DEV Community

Cover image for Multi-Armed Bandits: A Practical Guide to Adaptive Testing
Pavel Zapolskii
Pavel Zapolskii

Posted on

Multi-Armed Bandits: A Practical Guide to Adaptive Testing

Math guy, product person, enthusiast of startups, data consultant, and global markets aficionado - I have always been in a position where multi-armed bandits could be a game-changer in testing and optimization strategy, but it usually stays on the white board because it is perceived as too complex or maybe the business is just hesitant to try. So far, I have been successfully running MABs through different projects, and today I want to share those experiences, focusing on an interesting case from the gaming industry.

Understanding Multi-Armed Bandits

Let me consider two related but separate concepts: multi-armed bandits as algorithms of numeric decision-making and multi-armed bandit testing as an alternative to A/B testing. While the former is an analogy to classic testing, the latter is a fundamental algorithm that makes it all possible.

Imagine being in a casino and standing in front of a row of slot machines offering different rewards. The question is a classic dilemma: should you continue with the one which seems to give you the most, out of exploitation, or should you try others in hopes of finding an even better one, out of exploration?

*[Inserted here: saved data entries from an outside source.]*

use crate::commands::{describe, CmdMessage, CmdResult};
use crate::config::ShufflerConfig;
use crate::document::Project;
use crate::error::Result;
use crate::model::{EntityId, EntityKind};

/// Creates a card or section as the last child of `parent`.
/// A missing summary falls back to the configured default for the kind.
pub fn run(
    project: &mut Project,
    config: &ShufflerConfig,
    parent: EntityId,
    kind: EntityKind,
    summary: Option<String>,
    content: Option<String>,
) -> Result<CmdResult> {
    let id = match kind {
        EntityKind::Card => project.create_card(
            parent,
            summary.unwrap_or_else(|| config.card_summary.clone()),
            content.unwrap_or_default(),
        )?,
        EntityKind::Section => project.create_section(
            parent,
            summary.unwrap_or_else(|| config.section_summary.clone()),
        )?,
    };

    let mut result = CmdResult::default().with_affected(vec![id]);
    result.add_message(CmdMessage::success(format!(
        "Added {} {} under {}",
        kind,
        describe(project, id),
        describe(project, parent)
    )));
    Ok(result)
}

#[cfg(test)]
mod tests {
    use super::*;
    use crate::error::ShufflerError;
    use crate::test_utils::sample_project;

    #[test]
    fn test_add_card_with_defaults() {
        let mut sample = sample_project();
        let config = ShufflerConfig::default();
        let result = run(
            &mut sample.project,
            &config,
            sample.act_two,
            EntityKind::Card,
            None,
            None,
        )
        .unwrap();
        let id = result.affected[0];
        let card = sample.project.card(id).unwrap();
        assert_eq!(card.meta.summary, "Enter Card Summary");
        assert!(card.content.is_empty());
        assert_eq!(sample.project.get_parent(id).unwrap().id(), sample.act_two);
    }

    #[test]
    fn test_add_section_into_detached_tree() {
        let mut sample = sample_project();
        sample.project.detach(sample.act_one).unwrap();
        let result = run(
            &mut sample.project,
            &ShufflerConfig::default(),
            sample.act_one,
            EntityKind::Section,
            Some("Interlude".into()),
            None,
        )
        .unwrap();
        let id = result.affected[0];
        assert!(!sample.project.is_attached(id));
        assert_eq!(sample.project.meta(id).unwrap().summary, "Interlude");
    }

    #[test]
    fn test_add_under_card_fails() {
        let mut sample = sample_project();
        let err = run(
            &mut sample.project,
            &ShufflerConfig::default(),
            sample.storm,
            EntityKind::Card,
            None,
            None,
        )
        .unwrap_err();
        assert!(matches!(err, ShufflerError::NotASection(_)));
    }
}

This casino analogy perfectly illustrates the very basics of Multi-Armed Bandits. Each “arm” returns values we want to maximize or minimize, and in aggregate these form some sort of distribution over time. The difficulty is in accurately building those distributions while balancing data collection, exploration, with return maximization, exploitation.

Mathematical Foundation

The reward optimization over time is the problem that MAB solves. Mathematically speaking, ideally immediately identify the optimal distribution of the arm and then focus the remaining time in gaining rewards from that arm. Perhaps the most concrete implementation, epsilon-greedy, makes this a concrete concept with one simple rule: with probability 0.9, exploit-the best performing arm; with probability 0.1, explore-all other arms.

However, there are two big disadvantages to epsilon-greedy:

  • Solution Instability: It is hard to tune by using a fixed value of epsilon, and the performance can vary greatly for small variations.
  • Poor Adaptation: Epsilon-greedy does not adapt well in non-stationary systems where distributions of arms change with time; it takes much longer to converge to new optimal states.

MAB Testing vs. A/B Testing: A Detailed Comparison

Traditional A/B Testing

In classical A/B testing, there is a fixed division in an audience, analysis of metrics after a test period, and a rollout of the winning variant to the whole audience. While it is simple, it may be inefficient.

MAB Testing

A/B testing starts with equal-sized audiences, while MAB dynamically adjusts the sizes of each group based on the performance metrics. And instead of waiting for the complete rollout, MAB stops at the time it would show 95% of users the best-performing variation, retaining 5% for exploration.

More importantly, how well we balance exploration and exploitation determines the convergence time, i.e., the time when MAB reaches this ideal state. Also, the infrastructure for dynamic redistribution of users is needed for MAB testing. Thus, it does not fit into every testing scenario.

Image description

Key Advantages of MAB

  • Real-Time Adaptation: in a dynamic environment, MAB really shines. For instance, when the quality of traffic fluctuates, such as Variant A being better for two weeks followed by Variant B, MAB self-corrects the distribution ratio
  • Reduced Opportunity Cost and Downtime: in smaller companies or very important tests, having mediocre performance in some A/B test groups can really dent the monthly metrics. MAB reduces this risk by dialing down traffic very fast to the poorly performing variants.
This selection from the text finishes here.